SecFSM: Knowledge Graph-Guided Verilog Code Generation for Secure Finite State Machines in Systems-on-Chip

Finite State Machines (FSMs) play a critical role in implementing control logic for Systems-on-Chip (SoC). Traditionally, FSMs are implemented by hardware engineers through Verilog coding, which is often tedious and time-consuming. Recently, with the remarkable progress of Large Language Models (LLMs) in code generation, LLMs have been increasingly explored for automating Verilog code generation.
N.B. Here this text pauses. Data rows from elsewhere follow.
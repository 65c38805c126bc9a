use anyhow::{Context, Result};
use vento_config::loader::CONFIG_PATH_VAR;
use vento_config::{ConfigLoad, ConfigLoader, VentoConfig};

use crate::cli::CheckArgs;

pub fn run(args: CheckArgs) -> Result<()> {
    let loader = match &args.path {
        Some(path) => ConfigLoader::new()
            .isolated()
            .var(CONFIG_PATH_VAR, path.to_string_lossy()),
        None => ConfigLoader::new(),
    };
    let ConfigLoad {
        config,
        source,
        warnings,
    } = loader.load().context("configuration rejected")?;

    println!("config: {source}");
    print_summary(&config);
    for warning in &warnings.items {
        match &warning.hint {
            Some(hint) => println!("warning: {} (hint: {hint})", warning.message),
            None => println!("warning: {}", warning.message),
        }
    }

    if args.print {
        let rendered = toml::to_string_pretty(&config)
            .context("failed to render configuration as TOML")?;
        println!();
        print!("{rendered}");
    }

    println!("ok");
    Ok(())
}

fn print_summary(config: &VentoConfig) {
    let gallery = &config.gallery;
    let autoplay = gallery
        .autoplay_interval()
        .map(|interval| format!("{}ms", interval.as_millis()))
        .unwrap_or_else(|| "off".to_string());
    println!(
        "gallery: loop={} transition={:?} duration={}ms autoplay={autoplay} nav={:?} swipe={}",
        gallery.looping,
        gallery.transition,
        gallery.transition_duration_ms,
        gallery.nav,
        gallery.swipe,
    );
    let physics = &config.physics;
    println!(
        "physics: snap friction={} spring={} | free_scroll friction={} spring={}",
        physics.snap.friction,
        physics.snap.spring,
        physics.free_scroll.friction,
        physics.free_scroll.spring,
    );
    let gesture = &config.gesture;
    println!(
        "gesture: move_threshold={}px swipe_distance={}px swipe_speed={}px/ms release_scale={}",
        gesture.move_threshold,
        gesture.swipe_distance,
        gesture.swipe_speed,
        gesture.release_scale,
    );
}
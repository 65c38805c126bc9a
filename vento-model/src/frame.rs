//! Frames: the navigable items of a gallery.

use std::fmt;

/// Stable identity of a frame within one gallery.
#[derive(Debug, Clone, PartialEq, Eq, Hash, PartialOrd, Ord)]
#[cfg_attr(feature = "serde", derive(serde::Serialize, serde::Deserialize))]
#[cfg_attr(feature = "serde", serde(transparent))]
pub struct FrameId(String);

impl FrameId {
    pub fn new(id: impl Into<String>) -> Self {
        Self(id.into())
    }

    pub fn as_str(&self) -> &str {
        &self.0
    }
}

impl fmt::Display for FrameId {
    fn fmt(&self, f: &mut fmt::Formatter<'_>) -> fmt::Result {
        f.write_str(&self.0)
    }
}

impl From<&str> for FrameId {
    fn from(value: &str) -> Self {
        Self::new(value)
    }
}

impl From<String> for FrameId {
    fn from(value: String) -> Self {
        Self(value)
    }
}

/// Hosting service of an embedded video.
#[derive(Debug, Clone, Copy, PartialEq, Eq, Hash)]
#[cfg_attr(feature = "serde", derive(serde::Serialize, serde::Deserialize))]
#[cfg_attr(feature = "serde", serde(rename_all = "lowercase"))]
pub enum VideoProvider {
    Youtube,
    Vimeo,
    Custom,
}

/// Video reference attached to a frame.
#[derive(Debug, Clone, PartialEq, Eq)]
#[cfg_attr(feature = "serde", derive(serde::Serialize, serde::Deserialize))]
pub struct VideoInfo {
    pub provider: VideoProvider,
    pub id: String,
    #[cfg_attr(feature = "serde", serde(default))]
    pub url: Option<String>,
}

impl VideoInfo {
    pub fn youtube(id: impl Into<String>) -> Self {
        Self {
            provider: VideoProvider::Youtube,
            id: id.into(),
            url: None,
        }
    }

    pub fn vimeo(id: impl Into<String>) -> Self {
        Self {
            provider: VideoProvider::Vimeo,
            id: id.into(),
            url: None,
        }
    }

    pub fn custom(id: impl Into<String>, url: impl Into<String>) -> Self {
        Self {
            provider: VideoProvider::Custom,
            id: id.into(),
            url: Some(url.into()),
        }
    }

    /// Player URL the host should embed for this video.
    ///
    /// Custom videos without a URL have nothing to embed.
    pub fn embed_url(&self) -> Option<String> {
        match self.provider {
            VideoProvider::Youtube => {
                Some(format!("https://www.youtube.com/embed/{}", self.id))
            }
            VideoProvider::Vimeo => {
                Some(format!("https://player.vimeo.com/video/{}", self.id))
            }
            VideoProvider::Custom => self.url.clone(),
        }
    }
}

/// One navigable item in the gallery: image, video reference, or arbitrary
/// host content addressed by id.
#[derive(Debug, Clone, PartialEq)]
#[cfg_attr(feature = "serde", derive(serde::Serialize, serde::Deserialize))]
pub struct Frame {
    pub id: FrameId,
    #[cfg_attr(feature = "serde", serde(default))]
    pub src: Option<String>,
    #[cfg_attr(feature = "serde", serde(default))]
    pub thumb: Option<String>,
    #[cfg_attr(feature = "serde", serde(default))]
    pub caption: Option<String>,
    #[cfg_attr(feature = "serde", serde(default))]
    pub alt: Option<String>,
    #[cfg_attr(feature = "serde", serde(default))]
    pub video: Option<VideoInfo>,
    #[cfg_attr(feature = "serde", serde(default))]
    pub width: Option<u32>,
    #[cfg_attr(feature = "serde", serde(default))]
    pub height: Option<u32>,
    #[cfg_attr(feature = "serde", serde(default))]
    pub ratio: Option<f64>,
}

impl Frame {
    /// Bare frame with only an identity.
    pub fn new(id: impl Into<FrameId>) -> Self {
        Self {
            id: id.into(),
            src: None,
            thumb: None,
            caption: None,
            alt: None,
            video: None,
            width: None,
            height: None,
            ratio: None,
        }
    }

    pub fn image(id: impl Into<FrameId>, src: impl Into<String>) -> Self {
        Self {
            src: Some(src.into()),
            ..Self::new(id)
        }
    }

    pub fn video(id: impl Into<FrameId>, video: VideoInfo) -> Self {
        Self {
            video: Some(video),
            ..Self::new(id)
        }
    }

    pub fn with_thumb(mut self, thumb: impl Into<String>) -> Self {
        self.thumb = Some(thumb.into());
        self
    }

    pub fn with_caption(mut self, caption: impl Into<String>) -> Self {
        self.caption = Some(caption.into());
        self
    }

    pub fn with_size(mut self, width: u32, height: u32) -> Self {
        self.width = Some(width);
        self.height = Some(height);
        if height > 0 {
            self.ratio = Some(f64::from(width) / f64::from(height));
        }
        self
    }

    pub fn is_video(&self) -> bool {
        self.video.is_some()
    }

    /// Thumbnail source, falling back to the full image.
    pub fn thumb_or_src(&self) -> Option<&str> {
        self.thumb.as_deref().or(self.src.as_deref())
    }
}

#[cfg(test)]
mod tests {
    use super::*;

    #[test]
    fn embed_url_per_provider() {
        assert_eq!(
            VideoInfo::youtube("abc").embed_url().as_deref(),
            Some("https://www.youtube.com/embed/abc")
        );
        assert_eq!(
            VideoInfo::vimeo("42").embed_url().as_deref(),
            Some("https://player.vimeo.com/video/42")
        );
        assert_eq!(
            VideoInfo::custom("c", "https://cdn.example/v.mp4")
                .embed_url()
                .as_deref(),
            Some("https://cdn.example/v.mp4")
        );

        let bare = VideoInfo {
            provider: VideoProvider::Custom,
            id: "c".into(),
            url: None,
        };
        assert!(bare.embed_url().is_none());
    }

    #[test]
    fn thumb_falls_back_to_src() {
        let frame = Frame::image("1", "full.jpg");
        assert_eq!(frame.thumb_or_src(), Some("full.jpg"));
        let frame = frame.with_thumb("t.jpg");
        assert_eq!(frame.thumb_or_src(), Some("t.jpg"));
    }
}
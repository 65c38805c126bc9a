use serde::{Deserialize, Serialize};
use vento_contracts::physics::Bounds;

/// Which strip a renderer drives.
#[derive(Debug, Clone, Copy, PartialEq, Eq, Hash, Serialize, Deserialize)]
#[serde(rename_all = "lowercase")]
pub enum StripKind {
    /// One frame per viewport; the current frame fills the stage.
    Stage,
    /// Many small frames; the current one is centred when possible.
    Thumbs,
}

/// Geometry of a strip along its axis, in px.
#[derive(Debug, Clone, Copy, PartialEq, Serialize, Deserialize)]
pub struct StripLayout {
    pub frame_extent: f64,
    pub viewport_extent: f64,
}

impl StripLayout {
    pub fn new(frame_extent: f64, viewport_extent: f64) -> Self {
        Self {
            frame_extent: frame_extent.max(0.0),
            viewport_extent: viewport_extent.max(0.0),
        }
    }

    /// Stage layout where every frame spans the viewport.
    pub fn stage(viewport_extent: f64) -> Self {
        Self::new(viewport_extent, viewport_extent)
    }

    pub fn content_extent(&self, frame_count: usize) -> f64 {
        frame_count as f64 * self.frame_extent
    }

    pub fn bounds(&self, kind: StripKind, frame_count: usize) -> Bounds {
        match kind {
            StripKind::Stage => {
                let last = frame_count.saturating_sub(1) as f64;
                Bounds::new(-(last * self.frame_extent), 0.0)
            }
            StripKind::Thumbs => {
                let overflow =
                    self.content_extent(frame_count) - self.viewport_extent;
                Bounds::new((-overflow).min(0.0), 0.0)
            }
        }
    }

    /// Resting position that shows `index`.
    pub fn target(&self, kind: StripKind, frame_count: usize, index: usize) -> f64 {
        match kind {
            StripKind::Stage => -(index as f64 * self.frame_extent),
            StripKind::Thumbs => {
                let centre = index as f64 * self.frame_extent
                    + self.frame_extent / 2.0;
                let offset = self.viewport_extent / 2.0 - centre;
                self.bounds(kind, frame_count).clamp(offset)
            }
        }
    }
}
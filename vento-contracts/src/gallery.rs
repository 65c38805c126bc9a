//! Capability interface handed to plugins and interaction translators.

use std::sync::Arc;

use vento_model::{GalleryAction, GalleryState};

use crate::events::{EventHandler, GalleryEvent, HandlerId};
use crate::subscription::Subscription;

/// Store listener. Invoked synchronously with every new snapshot.
pub type Listener = Arc<dyn Fn(&Arc<GalleryState>) + Send + Sync>;

/// The narrow surface a plugin may depend on.
///
/// Anything beyond dispatching actions, reading and subscribing to state,
/// knowing the mount point, and listening to events stays private to the
/// gallery implementation.
pub trait GalleryHandle: Send + Sync {
    fn dispatch(&self, action: GalleryAction);

    fn state(&self) -> Arc<GalleryState>;

    /// Adds `listener` and invokes it once with the current state before
    /// returning.
    fn subscribe(&self, listener: Listener) -> Subscription;

    /// Identifier of the host element the gallery is mounted into.
    fn container(&self) -> &str;

    fn on(&self, event: GalleryEvent, handler: EventHandler) -> HandlerId;

    /// Returns whether a handler was removed.
    fn off(&self, event: GalleryEvent, id: HandlerId) -> bool;

    fn next(&self) {
        self.dispatch(GalleryAction::Next);
    }

    fn prev(&self) {
        self.dispatch(GalleryAction::Prev);
    }

    fn go_to(&self, index: usize) {
        self.dispatch(GalleryAction::go_to(index));
    }

    fn toggle_fullscreen(&self) {
        self.dispatch(GalleryAction::ToggleFullscreen);
    }
}
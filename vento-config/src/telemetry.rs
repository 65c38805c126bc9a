//! Tracing subscriber setup shared by Vento binaries.

use tracing_subscriber::layer::SubscriberExt;
use tracing_subscriber::util::SubscriberInitExt;

/// Install a `fmt` subscriber filtered by `RUST_LOG`, falling back to
/// `default_directives` when the variable is unset or invalid.
///
/// Returns `false` when a global subscriber was already installed.
pub fn init_tracing(default_directives: &str) -> bool {
    tracing_subscriber::registry()
        .with(
            tracing_subscriber::EnvFilter::try_from_default_env()
                .unwrap_or_else(|_| default_directives.into()),
        )
        .with(tracing_subscriber::fmt::layer().with_writer(std::io::stderr))
        .try_init()
        .is_ok()
}
use std::path::PathBuf;

use clap::{Args, Parser, Subcommand};

use crate::script::Step;

#[derive(Parser, Debug)]
#[command(
    name = "ventoctl",
    version,
    about = "Validate Vento configuration and drive headless galleries"
)]
pub struct Cli {
    #[command(subcommand)]
    pub command: Command,
}

#[derive(Subcommand, Debug)]
pub enum Command {
    /// Validate a configuration file and summarize the resolved settings
    Check(CheckArgs),
    /// Run a scripted gallery on a virtual clock and print strip positions
    /// for every painted tick
    Simulate(SimulateArgs),
}

#[derive(Args, Debug)]
pub struct CheckArgs {
    /// Config file (TOML or JSON). Resolved from $VENTO_CONFIG_PATH,
    /// $VENTO_CONFIG_JSON or ./vento.toml when omitted.
    pub path: Option<PathBuf>,

    /// Print the fully resolved configuration as TOML
    #[arg(long)]
    pub print: bool,
}

#[derive(Args, Debug)]
pub struct SimulateArgs {
    /// Config file; defaults to the usual resolution order
    #[arg(long)]
    pub config: Option<PathBuf>,

    /// Number of synthetic image frames
    #[arg(long, default_value_t = 5)]
    pub frames: usize,

    /// Turn the frame at this index into a video
    #[arg(long)]
    pub video_at: Option<usize>,

    /// Stage viewport width (one frame per viewport), px
    #[arg(long, default_value_t = 800.0)]
    pub stage_width: f64,

    /// Thumbnail width, px. Only used with `nav = "thumbs"`.
    #[arg(long, default_value_t = 120.0)]
    pub thumb_width: f64,

    /// Thumbnail strip viewport width, px
    #[arg(long, default_value_t = 480.0)]
    pub thumbs_viewport: f64,

    /// Wrap around at the ends, overriding the config
    #[arg(long = "loop")]
    pub looping: bool,

    /// Autoplay interval in ms, overriding the config
    #[arg(long)]
    pub autoplay: Option<u64>,

    /// Comma separated steps: next, prev, goto:N, key:NAME, drag:DX:MS,
    /// wait:N, fullscreen, play, pause
    #[arg(long, value_delimiter = ',')]
    pub script: Vec<Step>,

    /// Frames to run after the script so motion can settle
    #[arg(long, default_value_t = 120)]
    pub settle: usize,

    /// Frame period in ms
    #[arg(long, default_value_t = 16)]
    pub frame_ms: u64,

    /// Drive the loop from a wall-clock timer instead of the virtual clock
    #[arg(long)]
    pub realtime: bool,

    /// Emit one JSON object per line
    #[arg(long)]
    pub json: bool,
}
However, LLM-generated Verilog code often suffers from security vulnerabilities, which is particularly concerning for security-sensitive FSM implementations. To address this issue, we propose SecFSM, a novel method that leverages a security-oriented knowledge graph to guide LLMs in generating more secure Verilog code. Specifically, we first construct a FSM Security Knowledge Graph (FSKG) as an external aid to LLMs. Subsequently, we analyze users' requirements to identify vulnerabilities and get a list of vulnerabilities in the requirements. Then, we retrieve knowledge from FSKG based on the vulnerabilities list. Finally, we construct security prompts based on the security knowledge for Verilog code generation. To evaluate SecFSM, we build a dedicated dataset collected from academic datasets, artificial datasets, papers, and industrial cases. Extensive experiments demonstrate that SecFSM outperforms state-of-the-art baselines. In particular, on a benchmark of 25 security test cases evaluated by DeepSeek-R1, SecFSM achieves an outstanding pass rate of 21/25.